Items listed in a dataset
· · · · · · ·

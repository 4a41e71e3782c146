//! Local edit translator: editor snapshots in, one CRDT update out.
//!
//! The editor surface hands over the text before and after a keystroke (or a
//! paste, or an autocorrect). The translator diffs the two, applies the
//! resulting single-character ops to the store inside one transaction and
//! returns the update blob that represents the whole edit as a unit.

use crate::diff::{self, EditOp};
use crate::error::TextError;
use crate::text_store::TextStore;

/// Result of translating one local edit.
#[derive(Debug, Clone, PartialEq, Eq)]
pub struct LocalEdit {
    /// Update blob for this edit only, ready to send.
    pub update: Vec<u8>,
    /// Store content after the edit, as normalised by the CRDT.
    pub text: String,
    /// The ops that were applied, in order.
    pub ops: Vec<EditOp>,
}

/// Translate `old -> new` into store operations and apply them atomically.
///
/// Returns `Ok(None)` when the texts are equal. On `Err` the store is left
/// untouched.
pub fn translate(store: &mut TextStore, old: &str, new: &str) -> Result<Option<LocalEdit>, TextError> {
    let ops = diff::diff(old, new);
    if ops.is_empty() {
        return Ok(None);
    }

    let (update, text) = store.transact_ops(&ops).inspect_err(|e| {
        log::error!(
            "local edit on '{}' rejected ({} ops): {e}",
            store.name(),
            ops.len()
        );
    })?;

    if text != new {
        log::debug!(
            "store '{}' normalised local edit: {} bytes requested, {} bytes stored",
            store.name(),
            new.len(),
            text.len()
        );
    }

    Ok(Some(LocalEdit { update, text, ops }))
}

#[cfg(test)]
mod tests {
    use super::*;

    #[test]
    fn test_noop_edit_is_skipped() {
        let mut store = TextStore::new("d1");
        store.insert(0, "same").unwrap();
        assert_eq!(translate(&mut store, "same", "same").unwrap(), None);
    }

    #[test]
    fn test_edit_applies_and_encodes() {
        let mut store = TextStore::new("d1");
        let edit = translate(&mut store, "", "hi").unwrap().unwrap();
        assert_eq!(edit.text, "hi");
        assert_eq!(edit.ops.len(), 2);
        assert_eq!(store.current_text(), "hi");

        let mut peer = TextStore::new("d1");
        peer.apply_remote(&edit.update).unwrap();
        assert_eq!(peer.current_text(), "hi");
    }

    #[test]
    fn test_successive_edits_ship_deltas() {
        let mut store = TextStore::new("d1");
        let mut peer = TextStore::new("d1");

        let first = translate(&mut store, "", "hello").unwrap().unwrap();
        let second = translate(&mut store, "hello", "help").unwrap().unwrap();
        peer.apply_remote(&first.update).unwrap();
        peer.apply_remote(&second.update).unwrap();
        assert_eq!(peer.current_text(), "help");
    }

    #[test]
    fn test_stale_old_text_rejected_without_mutation() {
        let mut store = TextStore::new("d1");
        store.insert(0, "ab").unwrap();
        // The editor believes the buffer is longer than it is.
        let err = translate(&mut store, "abcdef", "abcde").unwrap_err();
        assert_eq!(err.kind(), crate::ErrorKind::OutOfRange);
        assert_eq!(store.current_text(), "ab");
    }
}
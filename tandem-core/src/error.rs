//! Error taxonomy shared by every layer of the sync stack.

use thiserror::Error;

/// Coarse classification used for logging and for deciding what to surface
/// to the user.
///
/// Nothing in this subsystem is fatal to the process; the kind only decides
/// whether a failure is reported, dropped or retried.
#[derive(Debug, Clone, Copy, PartialEq, Eq, Hash)]
pub enum ErrorKind {
    /// Handshake or transport failure. Reported, session goes `disconnected`.
    Connection,
    /// Undecodable or schema-invalid frame. Logged and dropped.
    MalformedMessage,
    /// Edit offset outside the buffer. Logged loudly, operation skipped.
    OutOfRange,
    /// Snapshot read/write failure. Logged, merge and broadcast continue.
    Persistence,
    /// Send attempted while the session is not `connected`.
    NotConnected,
}

/// Errors raised by the replicated text store.
#[derive(Debug, Clone, PartialEq, Eq, Error)]
pub enum TextError {
    #[error("edit at offset {offset} (len {len}) exceeds document length {doc_len}")]
    OutOfRange {
        offset: usize,
        len: usize,
        doc_len: usize,
    },

    #[error("offset {offset} does not fall on a UTF-8 character boundary")]
    NotCharBoundary { offset: usize },

    #[error("update blob could not be decoded: {0}")]
    Decode(String),

    #[error("update blob rejected by merge: {0}")]
    Apply(String),
}

impl TextError {
    pub fn kind(&self) -> ErrorKind {
        match self {
            TextError::OutOfRange { .. } | TextError::NotCharBoundary { .. } => {
                ErrorKind::OutOfRange
            }
            TextError::Decode(_) | TextError::Apply(_) => ErrorKind::MalformedMessage,
        }
    }
}
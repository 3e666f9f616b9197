//! SQLite storage layer for the database workload.
//!
//! One database file per run, created in the temp directory and removed by
//! the final step. Tables and rows come from [`super::sql`].

use std::path::{Path, PathBuf};

use anyhow::{Context, Result};
use rusqlite::Connection;

use super::sql::{FIXTURES, SCHEMA};

/// An open benchmark database
pub struct BenchDb {
    conn: Connection,
    path: PathBuf,
}

impl BenchDb {
    /// Create or open the database file at `path` with foreign keys enforced
    pub fn open(path: &Path) -> Result<Self> {
        let conn = Connection::open(path)
            .with_context(|| format!("Failed to open database: {path:?}"))?;
        conn.execute_batch("PRAGMA foreign_keys = ON;")
            .context("Failed to enable foreign keys")?;

        log::debug!("opened database at {path:?}");
        Ok(BenchDb {
            conn,
            path: path.to_path_buf(),
        })
    }

    /// Drop and recreate all tables in a single batch
    pub fn setup_schema(&self) -> Result<()> {
        self.conn
            .execute_batch(SCHEMA)
            .context("Failed to create schema")
    }

    /// Insert the fixture rows, one batch per table
    pub fn load_fixtures(&self) -> Result<()> {
        for (table, batch) in FIXTURES {
            self.conn
                .execute_batch(batch)
                .with_context(|| format!("Failed to load fixtures into {table}"))?;
        }
        Ok(())
    }

    /// Execute a read-only query, stepping through every row. Returns the row count.
    pub fn run_query(&self, sql: &str) -> Result<usize> {
        let mut stmt = self.conn.prepare(sql).context("Failed to prepare query")?;
        let mut rows = stmt.query([]).context("Failed to run query")?;

        let mut count = 0;
        while rows.next().context("Failed to run query")?.is_some() {
            count += 1;
        }
        Ok(count)
    }

    /// Number of rows in `table`
    #[allow(dead_code)] // Used in tests
    pub fn table_count(&self, table: &str) -> Result<usize> {
        self.conn
            .query_row(&format!("SELECT COUNT(*) FROM {table}"), [], |row| {
                row.get(0)
            })
            .with_context(|| format!("Failed to count rows in {table}"))
    }

    /// Names of all user tables, sorted
    #[allow(dead_code)] // Used in tests
    pub fn table_names(&self) -> Result<Vec<String>> {
        let mut stmt = self.conn.prepare(
            "SELECT name FROM sqlite_master WHERE type = 'table' AND name NOT LIKE 'sqlite_%' ORDER BY name",
        )?;
        let names = stmt
            .query_map([], |row| row.get(0))?
            .collect::<rusqlite::Result<Vec<String>>>()?;
        Ok(names)
    }

    /// Close the connection, surfacing any error SQLite reports on close.
    /// The database file is left on disk.
    pub fn close(self) -> Result<PathBuf> {
        let BenchDb { conn, path } = self;
        conn.close()
            .map_err(|(_, e)| e)
            .with_context(|| format!("Failed to close database: {path:?}"))?;
        Ok(path)
    }
}

#[cfg(test)]
mod tests {
    use super::*;
    use crate::data::sql::{
        CATEGORY_TREE, CUSTOMER_RANKING, PATTERN_SEARCH, PRODUCT_SALES, QUERIES, RUNNING_TOTALS,
        TABLES,
    };

    fn fresh_db(dir: &tempfile::TempDir) -> BenchDb {
        BenchDb::open(&dir.path().join("bench.db")).unwrap()
    }

    #[test]
    fn test_schema_creates_empty_tables() {
        let dir = tempfile::tempdir().unwrap();
        let db = fresh_db(&dir);
        db.setup_schema().unwrap();

        let mut expected: Vec<String> = TABLES.iter().map(|t| t.to_string()).collect();
        expected.sort();
        assert_eq!(db.table_names().unwrap(), expected);

        for table in TABLES {
            assert_eq!(db.table_count(table).unwrap(), 0, "{table} should be empty");
        }
    }

    #[test]
    fn test_fixture_row_counts() {
        let dir = tempfile::tempdir().unwrap();
        let db = fresh_db(&dir);
        db.setup_schema().unwrap();
        db.load_fixtures().unwrap();

        assert_eq!(db.table_count("customers").unwrap(), 3);
        assert_eq!(db.table_count("categories").unwrap(), 6);
        assert_eq!(db.table_count("products").unwrap(), 4);
        assert_eq!(db.table_count("orders").unwrap(), 4);
        assert_eq!(db.table_count("order_items").unwrap(), 5);
    }

    #[test]
    fn test_schema_setup_resets_existing_data() {
        let dir = tempfile::tempdir().unwrap();
        let db = fresh_db(&dir);
        db.setup_schema().unwrap();
        db.load_fixtures().unwrap();

        db.setup_schema().unwrap();
        assert_eq!(db.table_count("order_items").unwrap(), 0);
    }

    #[test]
    fn test_every_query_returns_rows() {
        let dir = tempfile::tempdir().unwrap();
        let db = fresh_db(&dir);
        db.setup_schema().unwrap();
        db.load_fixtures().unwrap();

        for (label, sql) in QUERIES {
            let rows = db.run_query(sql).unwrap();
            assert!(rows > 0, "{label} returned no rows");
        }
    }

    #[test]
    fn test_query_row_counts() {
        let dir = tempfile::tempdir().unwrap();
        let db = fresh_db(&dir);
        db.setup_schema().unwrap();
        db.load_fixtures().unwrap();

        assert_eq!(db.run_query(CATEGORY_TREE).unwrap(), 6);
        assert_eq!(db.run_query(CUSTOMER_RANKING).unwrap(), 3);
        assert_eq!(db.run_query(PRODUCT_SALES).unwrap(), 4);
        assert_eq!(db.run_query(RUNNING_TOTALS).unwrap(), 4);
        // 4 products and 3 customers all contain an 'o'
        assert_eq!(db.run_query(PATTERN_SEARCH).unwrap(), 7);
    }

    #[test]
    fn test_query_error_names_the_step() {
        let dir = tempfile::tempdir().unwrap();
        let db = fresh_db(&dir);

        // Overflows while stepping, after the statement prepared cleanly
        let err = db
            .run_query("SELECT abs(-9223372036854775808)")
            .unwrap_err();
        assert_eq!(err.to_string(), "Failed to run query");
        assert!(err.chain().count() > 1);
    }

    #[test]
    fn test_foreign_keys_are_enforced() {
        let dir = tempfile::tempdir().unwrap();
        let db = fresh_db(&dir);
        db.setup_schema().unwrap();

        let result = db.conn.execute_batch(
            "INSERT INTO orders (id, customer_id, order_date, status) VALUES (1, 99, '2024-01-01', 'pending');",
        );
        assert!(result.is_err());
    }

    #[test]
    fn test_close_leaves_file_on_disk() {
        let dir = tempfile::tempdir().unwrap();
        let db = fresh_db(&dir);
        db.setup_schema().unwrap();

        let path = db.close().unwrap();
        assert!(path.exists());
    }
}
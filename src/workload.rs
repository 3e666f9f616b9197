//! The fixed benchmark plan and the operations it times.
//!
//! Operations share a [`BenchContext`]. Temp artifacts are plain files with
//! no drop guard: if a step fails they are left where they are.

use std::fs;
use std::path::{Path, PathBuf};

use anyhow::{Context, Result};

use crate::cli::BenchConfig;
use crate::data::{sql::QUERIES, BenchDb};
use crate::harness::Step;

/// Size of the buffer written to and read back from the temp file
pub const FILE_SIZE: usize = 1024 * 1024;

/// Byte the file buffer is filled with
const FILL_BYTE: u8 = b'a';

/// State shared across the steps of a run
pub struct BenchContext {
    pub sqrt_iterations: u64,
    pub file_path: PathBuf,
    pub db_path: PathBuf,
    /// Written to the temp file by `file write`
    pub buffer: Vec<u8>,
    /// Contents of the temp file after `file read`
    pub read_back: Vec<u8>,
    pub db: Option<BenchDb>,
}

impl BenchContext {
    pub fn new(config: &BenchConfig) -> Self {
        BenchContext {
            sqrt_iterations: config.sqrt_iterations,
            file_path: config.text_file_path(),
            db_path: config.db_file_path(),
            buffer: file_buffer(FILE_SIZE),
            read_back: Vec::new(),
            db: None,
        }
    }

    fn db(&self) -> Result<&BenchDb> {
        self.db.as_ref().context("database is not open")
    }
}

/// Square root of every integer in `0..iterations`, results discarded
pub fn sqrt_loop(iterations: u64) {
    for i in 0..iterations {
        std::hint::black_box((i as f64).sqrt());
    }
}

/// A buffer of `len` repeated fill bytes
pub fn file_buffer(len: usize) -> Vec<u8> {
    vec![FILL_BYTE; len]
}

/// Write `data` to `path`, replacing any existing file
pub fn write_file(path: &Path, data: &[u8]) -> Result<()> {
    fs::write(path, data).with_context(|| format!("Failed to write file: {path:?}"))?;
    log::debug!("wrote {} bytes to {path:?}", data.len());
    Ok(())
}

/// Read all of `path` into memory
pub fn read_file(path: &Path) -> Result<Vec<u8>> {
    let data = fs::read(path).with_context(|| format!("Failed to read file: {path:?}"))?;
    log::debug!("read {} bytes from {path:?}", data.len());
    Ok(data)
}

/// Delete the file at `path`
pub fn delete_file(path: &Path) -> Result<()> {
    fs::remove_file(path).with_context(|| format!("Failed to delete file: {path:?}"))
}

/// The full ordered benchmark sequence
pub fn plan() -> Vec<Step<BenchContext>> {
    let mut steps = vec![
        Step::new("sqrt loop", |ctx: &mut BenchContext| {
            sqrt_loop(ctx.sqrt_iterations);
            Ok(())
        }),
        Step::new("file write", |ctx: &mut BenchContext| {
            write_file(&ctx.file_path, &ctx.buffer)
        }),
        Step::new("file read", |ctx: &mut BenchContext| {
            ctx.read_back = read_file(&ctx.file_path)?;
            Ok(())
        }),
        Step::new("file delete", |ctx: &mut BenchContext| {
            delete_file(&ctx.file_path)
        }),
        Step::new("db open", |ctx: &mut BenchContext| {
            ctx.db = Some(BenchDb::open(&ctx.db_path)?);
            Ok(())
        }),
        Step::new("schema setup", |ctx: &mut BenchContext| {
            ctx.db()?.setup_schema()
        }),
        Step::new("fixture load", |ctx: &mut BenchContext| {
            ctx.db()?.load_fixtures()
        }),
    ];

    for (label, sql) in QUERIES {
        steps.push(Step::new(label, move |ctx: &mut BenchContext| {
            let rows = ctx.db()?.run_query(sql)?;
            log::debug!("{label} returned {rows} rows");
            Ok(())
        }));
    }

    steps.push(Step::new("db close", |ctx: &mut BenchContext| {
        let db = ctx.db.take().context("database is not open")?;
        let path = db.close()?;
        delete_file(&path)
    }));

    steps
}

· · · · · · ·

WORK ITEM: What this exercise asks for is every line of the data above with the word "while".

TASK RESPONSE:
    /// Send attempted while the session is not `connected`.
        while rows.next().context("Failed to run query")?.is_some() {
        // Overflows while stepping, after the statement prepared cleanly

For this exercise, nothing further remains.